** TASK DIRECTIONS **
Repeat exactly the opening lines of the records, ending with the line that contains "pub mod template;".

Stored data
-------
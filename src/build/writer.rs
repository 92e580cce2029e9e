//! Writes a merged output tree to disk
//!
//! The output directory is replaced wholesale, so files of modules that
//! were removed from the project do not linger.

use std::fs;
use std::path::Path;

use crate::build::OutputTree;
use crate::error::{CfError, Result};
use crate::ui::ProgressReporter;

/// Replace `out_dir` with the contents of `tree`
pub fn write_output(
    tree: &OutputTree,
    out_dir: &Path,
    progress: &mut dyn ProgressReporter,
) -> Result<()> {
    match fs::remove_dir_all(out_dir) {
        Ok(()) => {}
        Err(e) if e.kind() == std::io::ErrorKind::NotFound => {}
        Err(e) => return Err(write_failed(out_dir, e)),
    }
    fs::create_dir_all(out_dir).map_err(|e| write_failed(out_dir, e))?;

    progress.start(tree.len() as u64);
    for file in tree.files() {
        if let Err(e) = write_file(out_dir, &file.path, &file.content) {
            progress.abandon();
            return Err(e);
        }
        progress.update_file(&file.path);
    }
    progress.finish();

    tracing::debug!("Wrote {} file(s) to {}", tree.len(), out_dir.display());
    Ok(())
}

fn write_file(out_dir: &Path, relative: &str, content: &[u8]) -> Result<()> {
    let target = out_dir.join(relative);
    if let Some(parent) = target.parent() {
        fs::create_dir_all(parent).map_err(|e| write_failed(parent, e))?;
    }
    fs::write(&target, content).map_err(|e| write_failed(&target, e))
}

fn write_failed(path: &Path, e: std::io::Error) -> CfError {
    CfError::FileWriteFailed {
        path: path.display().to_string(),
        reason: e.to_string(),
    }
}
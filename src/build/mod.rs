//! Build merger
//!
//! Lays the files of every module over each other in build order. A file
//! placed by a later module replaces one placed earlier at the same path;
//! every such replacement is recorded so the user can see it.
//!
//! The merge itself is pure. [`writer`] puts the result on disk.

pub mod template;
pub mod writer;

use std::collections::HashMap;
use std::fs;
use std::path::Path;

use walkdir::WalkDir;

use crate::config::ModuleIndex;
use crate::domain::{FileEntry, FileSource, ModuleDescriptor};
use crate::error::{CfError, Result};
use crate::input::{Answers, deserialize};
use crate::project::ProjectState;
use crate::resolver::BuildOrder;

/// One file of the output tree
#[derive(Debug, Clone, PartialEq, Eq)]
pub struct OutputFile {
    /// Relative path, `/`-separated
    pub path: String,
    pub content: Vec<u8>,
    /// Module that placed the file
    pub module: String,
}

/// A file placed by one module and then replaced by another
#[derive(Debug, Clone, PartialEq, Eq)]
pub struct Override {
    pub path: String,
    pub overridden: String,
    pub by: String,
}

#[derive(Debug, Clone, Default, PartialEq, Eq)]
pub struct OutputTree {
    /// Files in order of first placement
    files: Vec<OutputFile>,
    positions: HashMap<String, usize>,
    overrides: Vec<Override>,
}

impl OutputTree {
    pub fn files(&self) -> &[OutputFile] {
        &self.files
    }

    pub fn overrides(&self) -> &[Override] {
        &self.overrides
    }

    pub fn get(&self, path: &str) -> Option<&OutputFile> {
        self.positions.get(path).map(|i| &self.files[*i])
    }

    pub fn len(&self) -> usize {
        self.files.len()
    }

    pub fn is_empty(&self) -> bool {
        self.files.is_empty()
    }

    /// Place a file; the last writer wins
    fn place(&mut self, file: OutputFile) {
        match self.positions.get(&file.path) {
            Some(&i) => {
                let previous = &self.files[i];
                if previous.module != file.module {
                    tracing::warn!(
                        "'{}' from module '{}' overrides the file from '{}'",
                        file.path,
                        file.module,
                        previous.module
                    );
                    self.overrides.push(Override {
                        path: file.path.clone(),
                        overridden: previous.module.clone(),
                        by: file.module.clone(),
                    });
                }
                self.files[i] = file;
            }
            None => {
                self.positions.insert(file.path.clone(), self.files.len());
                self.files.push(file);
            }
        }
    }
}

/// Merge all modules of `order` into one output tree
///
/// # Errors
///
/// - `Validation` for a module with questions but no stored answers, or
///   answers that no longer match its schema
/// - `UnresolvedVariable` for a template placeholder without an answer
/// - `ModuleNotFound` if the index lacks a module of the build
pub fn build(order: &BuildOrder, state: &ProjectState, index: &ModuleIndex) -> Result<OutputTree> {
    let mut tree = OutputTree::default();

    for module in order.iter() {
        let descriptor = index.require(&module.module_ref())?;
        let answers = module_answers(descriptor, state)?;

        for entry in &descriptor.files {
            for (path, content) in collect_entry(entry)? {
                let content = if entry.template {
                    render_template(&descriptor.name, &path, content, &answers)?
                } else {
                    content
                };
                tree.place(OutputFile {
                    path,
                    content,
                    module: descriptor.name.clone(),
                });
            }
        }

        tracing::debug!("Merged {}@{}", module.name, module.version);
    }

    Ok(tree)
}

fn module_answers(descriptor: &ModuleDescriptor, state: &ProjectState) -> Result<Answers> {
    let Some(schema) = descriptor.input.as_ref().filter(|s| !s.is_empty()) else {
        return Ok(Answers::default());
    };

    let document = state.input(&descriptor.name).ok_or_else(|| {
        CfError::validation(
            descriptor.name.as_str(),
            format!(
                "input has not been set; run 'cfbuild set-input {} <file>'",
                descriptor.name
            ),
        )
    })?;

    deserialize(document, schema).map_err(|e| match e {
        CfError::Validation { field, reason } => {
            CfError::validation(format!("{}: {field}", descriptor.name), reason)
        }
        other => other,
    })
}

fn render_template(module: &str, path: &str, content: Vec<u8>, answers: &Answers) -> Result<Vec<u8>> {
    let text = String::from_utf8(content).map_err(|_| CfError::ConfigInvalid {
        message: format!("template '{path}' of module '{module}' is not UTF-8 text"),
    })?;
    Ok(template::expand(module, &text, answers)?.into_bytes())
}

/// Expand a file entry to `(destination, content)` pairs
///
/// A directory source contributes every file below it, in path order.
fn collect_entry(entry: &FileEntry) -> Result<Vec<(String, Vec<u8>)>> {
    match &entry.source {
        FileSource::Inline(content) => {
            Ok(vec![(entry.destination.clone(), content.as_bytes().to_vec())])
        }
        FileSource::Path(source) if source.is_dir() => collect_dir(source, &entry.destination),
        FileSource::Path(source) if entry.destination.is_empty() => Err(CfError::ConfigInvalid {
            message: format!("file '{}' needs a destination file name", source.display()),
        }),
        FileSource::Path(source) => Ok(vec![(entry.destination.clone(), read(source)?)]),
    }
}

fn collect_dir(dir: &Path, destination: &str) -> Result<Vec<(String, Vec<u8>)>> {
    let mut files = Vec::new();
    for item in WalkDir::new(dir).sort_by_file_name() {
        let item = item.map_err(|e| CfError::FileReadFailed {
            path: dir.display().to_string(),
            reason: e.to_string(),
        })?;
        if !item.file_type().is_file() {
            continue;
        }

        let relative = item.path().strip_prefix(dir).unwrap_or(item.path());
        let relative: Vec<String> = relative
            .components()
            .map(|c| c.as_os_str().to_string_lossy().into_owned())
            .collect();
        let relative = relative.join("/");
        let path = if destination.is_empty() {
            relative
        } else {
            format!("{}/{}", destination.trim_end_matches('/'), relative)
        };
        files.push((path, read(item.path())?));
    }
    Ok(files)
}

fn read(path: &Path) -> Result<Vec<u8>> {
    fs::read(path).map_err(|e| CfError::FileReadFailed {
        path: path.display().to_string(),
        reason: e.to_string(),
    })
}
//! CLI definitions using clap derive API

use clap::builder::{Styles, styling::AnsiColor};
use clap::{Parser, Subcommand};
use std::path::PathBuf;

use crate::domain::ModuleRef;

/// cfbuild - module-oriented policy build tool
///
/// Assemble a policy set from reusable modules with every change recorded in git.
#[derive(Parser, Debug)]
#[command(
    name = "cfbuild",
    author,
    version,
    styles = Styles::styled()
        .header(AnsiColor::Green.on_default().bold())
        .usage(AnsiColor::Green.on_default().bold())
        .literal(AnsiColor::Cyan.on_default().bold())
        .placeholder(AnsiColor::Cyan.on_default()),
    about = "Module-oriented build tool for policy sets",
    long_about = "cfbuild assembles a policy set from modules listed in an index. \
                  It pins module versions in cfbuild.json, resolves dependencies, \
                  stores module input next to the manifest and commits every change to git.",
    after_help = "\x1b[1m\x1b[32mExamples:\x1b[0m\n    \
                  cfbuild init --index ./index.json\n    \
                  cfbuild add delete-files\n    \
                  cfbuild get-input delete-files - > input.json\n    \
                  cfbuild set-input delete-files input.json\n    \
                  cfbuild build"
)]
pub struct Cli {
    /// Project directory (defaults to the nearest directory with cfbuild.json)
    #[arg(long, short = 'p', global = true, env = "CFBUILD_PROJECT")]
    pub project: Option<PathBuf>,

    /// Enable verbose output
    #[arg(long, short = 'v', global = true)]
    pub verbose: bool,

    #[command(subcommand)]
    pub command: Commands,
}

#[derive(Subcommand, Debug)]
pub enum Commands {
    /// Create a new project
    Init(InitArgs),

    /// Add modules and their dependencies
    Add(AddArgs),

    /// Remove modules and dependencies nothing else needs
    Remove(RemoveArgs),

    /// Store answers for a module's questions
    SetInput(SetInputArgs),

    /// Print a module's answers (or a document to fill in)
    GetInput(GetInputArgs),

    /// Build the project into out/masterfiles
    Build(BuildArgs),

    /// List the project's modules in build order
    List(ListArgs),

    /// Show a module from the index
    Info(InfoArgs),

    /// Check a manifest or index file
    Validate(ValidateArgs),

    /// Show version information
    Version,
}

/// Arguments for the init command
#[derive(Parser, Debug)]
#[command(after_help = "EXAMPLES:\n  \
                  Create a project using a local index:\n    cfbuild init --index ./index.json\n\n\
                  Create a project in another directory:\n    cfbuild -p ./my-policy init --name my-policy")]
pub struct InitArgs {
    /// Project name (defaults to the directory name)
    #[arg(long)]
    pub name: Option<String>,

    /// Project description
    #[arg(long)]
    pub description: Option<String>,

    /// Module index: a path relative to the project, or a URL
    #[arg(long)]
    pub index: Option<String>,
}

/// Arguments for the add command
#[derive(Parser, Debug)]
#[command(after_help = "EXAMPLES:\n  \
                  Add the latest version of a module:\n    cfbuild add delete-files\n\n\
                  Add an exact version:\n    cfbuild add delete-files@0.0.1\n\n\
                  Add several modules in one commit:\n    cfbuild add autorun delete-files")]
pub struct AddArgs {
    /// Modules as name or name@version
    #[arg(required = true, value_name = "MODULE")]
    pub modules: Vec<ModuleRef>,
}

/// Arguments for the remove command
#[derive(Parser, Debug)]
pub struct RemoveArgs {
    /// Module names
    #[arg(required = true, value_name = "MODULE")]
    pub modules: Vec<String>,
}

/// Arguments for the set-input command
#[derive(Parser, Debug)]
#[command(after_help = "EXAMPLES:\n  \
                  Read answers from a file:\n    cfbuild set-input delete-files input.json\n\n\
                  Round trip through standard streams:\n    cfbuild get-input delete-files - | cfbuild set-input delete-files -")]
pub struct SetInputArgs {
    /// Module name
    pub module: String,

    /// Answer document, or '-' for standard input
    pub file: String,
}

/// Arguments for the get-input command
#[derive(Parser, Debug)]
pub struct GetInputArgs {
    /// Module name
    pub module: String,

    /// Output file, or '-' for standard output (default)
    #[arg(default_value = "-")]
    pub file: String,
}

/// Arguments for the build command
#[derive(Parser, Debug)]
pub struct BuildArgs {
    /// Do not show a progress bar
    #[arg(long, short = 'q')]
    pub quiet: bool,
}

/// Arguments for the list command
#[derive(Parser, Debug)]
pub struct ListArgs {
    /// Show dependencies and who added each module
    #[arg(long)]
    pub detailed: bool,
}

/// Arguments for the info command
#[derive(Parser, Debug)]
pub struct InfoArgs {
    /// Module as name or name@version
    pub module: ModuleRef,
}

/// Arguments for the validate command
#[derive(Parser, Debug)]
#[command(after_help = "EXAMPLES:\n  \
                  Validate the project manifest:\n    cfbuild validate\n\n\
                  Validate an index file:\n    cfbuild validate index.json")]
pub struct ValidateArgs {
    /// File to check (defaults to the project's cfbuild.json)
    pub file: Option<PathBuf>,

    /// Also require a buildable "build" list
    #[arg(long)]
    pub build: bool,
}

#[cfg(test)]
mod tests {
    use super::*;

    #[test]
    fn test_cli_parsing_add() {
        let cli = Cli::try_parse_from(["cfbuild", "add", "autorun", "delete-files@0.0.1"]).unwrap();
        match cli.command {
            Commands::Add(args) => {
                assert_eq!(
                    args.modules,
                    vec![
                        ModuleRef::new("autorun", None),
                        ModuleRef::pinned("delete-files", "0.0.1"),
                    ]
                );
            }
            _ => panic!("Expected Add command"),
        }
    }

    #[test]
    fn test_cli_parsing_add_requires_module() {
        assert!(Cli::try_parse_from(["cfbuild", "add"]).is_err());
        assert!(Cli::try_parse_from(["cfbuild", "add", "@1.0.0"]).is_err());
    }

    #[test]
    fn test_cli_parsing_get_input_defaults_to_stdout() {
        let cli = Cli::try_parse_from(["cfbuild", "get-input", "delete-files"]).unwrap();
        match cli.command {
            Commands::GetInput(args) => {
                assert_eq!(args.module, "delete-files");
                assert_eq!(args.file, "-");
            }
            _ => panic!("Expected GetInput command"),
        }
    }

    #[test]
    fn test_cli_parsing_global_options() {
        let cli =
            Cli::try_parse_from(["cfbuild", "list", "-p", "/tmp/project", "-v"]).unwrap();
        assert_eq!(cli.project, Some(PathBuf::from("/tmp/project")));
        assert!(cli.verbose);
        assert!(matches!(cli.command, Commands::List(_)));
    }

    #[test]
    fn test_cli_parsing_set_input() {
        let cli = Cli::try_parse_from(["cfbuild", "set-input", "delete-files", "-"]).unwrap();
        match cli.command {
            Commands::SetInput(args) => {
                assert_eq!(args.module, "delete-files");
                assert_eq!(args.file, "-");
            }
            _ => panic!("Expected SetInput command"),
        }
    }
}
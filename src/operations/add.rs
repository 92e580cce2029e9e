//! Add operation
//!
//! Resolves each requested module against the index and records it,
//! together with every dependency the project does not have yet, in one
//! commit. Requesting another version of a module already in the project
//! replaces its entry in place.

use crate::config::ManifestEntry;
use crate::domain::ModuleRef;
use crate::error::Result;
use crate::operations::{describe_modules, project_index, transaction_log};
use crate::project::{Project, ProjectState};
use crate::resolver::{BuildOrder, resolve, resolve_manifest};
use crate::transaction::CommitOutcome;

/// Add `requested` modules to the project
///
/// # Errors
///
/// Resolution errors (`ModuleNotFound`, `VersionConflict`,
/// `CyclicDependency`) leave the project untouched, as do lock and
/// history failures.
pub fn add_modules(project: &Project, requested: &[ModuleRef]) -> Result<CommitOutcome> {
    let log = transaction_log(&project.root)?;

    log.commit(|state| {
        let index = project_index(&project.root, state)?;
        let mut added = Vec::new();

        for module in requested {
            let name = index.require(module)?.name.clone();
            let order = resolve(module, &index, &state.manifest)?;
            if record(state, &order, &name) {
                added.push(name);
            }
        }

        // The whole project must still order cleanly after replacements
        resolve_manifest(&state.manifest)?;

        Ok(format!("Added {}", describe_modules(&added)))
    })
}

/// Record a resolved closure; returns whether the requested entry changed
fn record(state: &mut ProjectState, order: &BuildOrder, requested: &str) -> bool {
    let mut changed = false;

    for module in order.iter() {
        if module.name == requested {
            let previous = state.manifest.find(requested);
            let mut entry = ManifestEntry::new(&module.name, &module.version)
                .with_dependencies(module.dependencies.clone());
            entry.input = previous.and_then(|e| e.input.clone());

            changed = previous != Some(&entry);
            if let Some(previous) = previous.filter(|p| p.version != module.version) {
                tracing::info!(
                    "Replacing {}@{} with {}@{}",
                    previous.name,
                    previous.version,
                    module.name,
                    module.version
                );
            }
            state.manifest.upsert(entry);
            continue;
        }

        if state.manifest.contains(&module.name) {
            continue;
        }

        let dependent = order
            .iter()
            .find(|m| m.dependencies.iter().any(|d| d.name == module.name))
            .map_or(requested, |m| m.name.as_str());
        tracing::info!(
            "Adding dependency {}@{} (required by '{}')",
            module.name,
            module.version,
            dependent
        );
        state.manifest.upsert(
            ManifestEntry::new(&module.name, &module.version)
                .added_by(dependent)
                .with_dependencies(module.dependencies.clone()),
        );
    }

    changed
}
-------
** SOLUTION TO THE PROBLEM **
filename src/build/writer.rs
repository 92e580cce2029e9e
//! Writes a merged output tree to disk
//!
//! The output directory is replaced wholesale, so files of modules that
//! were removed from the project do not linger.

use std::fs;
use std::path::Path;

use crate::build::OutputTree;
use crate::error::{CfError, Result};
use crate::ui::ProgressReporter;

/// Replace `out_dir` with the contents of `tree`
pub fn write_output(
    tree: &OutputTree,
    out_dir: &Path,
    progress: &mut dyn ProgressReporter,
) -> Result<()> {
    match fs::remove_dir_all(out_dir) {
        Ok(()) => {}
        Err(e) if e.kind() == std::io::ErrorKind::NotFound => {}
        Err(e) => return Err(write_failed(out_dir, e)),
    }
    fs::create_dir_all(out_dir).map_err(|e| write_failed(out_dir, e))?;

    progress.start(tree.len() as u64);
    for file in tree.files() {
        if let Err(e) = write_file(out_dir, &file.path, &file.content) {
            progress.abandon();
            return Err(e);
        }
        progress.update_file(&file.path);
    }
    progress.finish();

    tracing::debug!("Wrote {} file(s) to {}", tree.len(), out_dir.display());
    Ok(())
}

fn write_file(out_dir: &Path, relative: &str, content: &[u8]) -> Result<()> {
    let target = out_dir.join(relative);
    if let Some(parent) = target.parent() {
        fs::create_dir_all(parent).map_err(|e| write_failed(parent, e))?;
    }
    fs::write(&target, content).map_err(|e| write_failed(&target, e))
}

fn write_failed(path: &Path, e: std::io::Error) -> CfError {
    CfError::FileWriteFailed {
        path: path.display().to_string(),
        reason: e.to_string(),
    }
}
filename src/build/mod.rs
//! Build merger
//!
//! Lays the files of every module over each other in build order. A file
//! placed by a later module replaces one placed earlier at the same path;
//! every such replacement is recorded so the user can see it.
//!
//! The merge itself is pure. [`writer`] puts the result on disk.

pub mod template;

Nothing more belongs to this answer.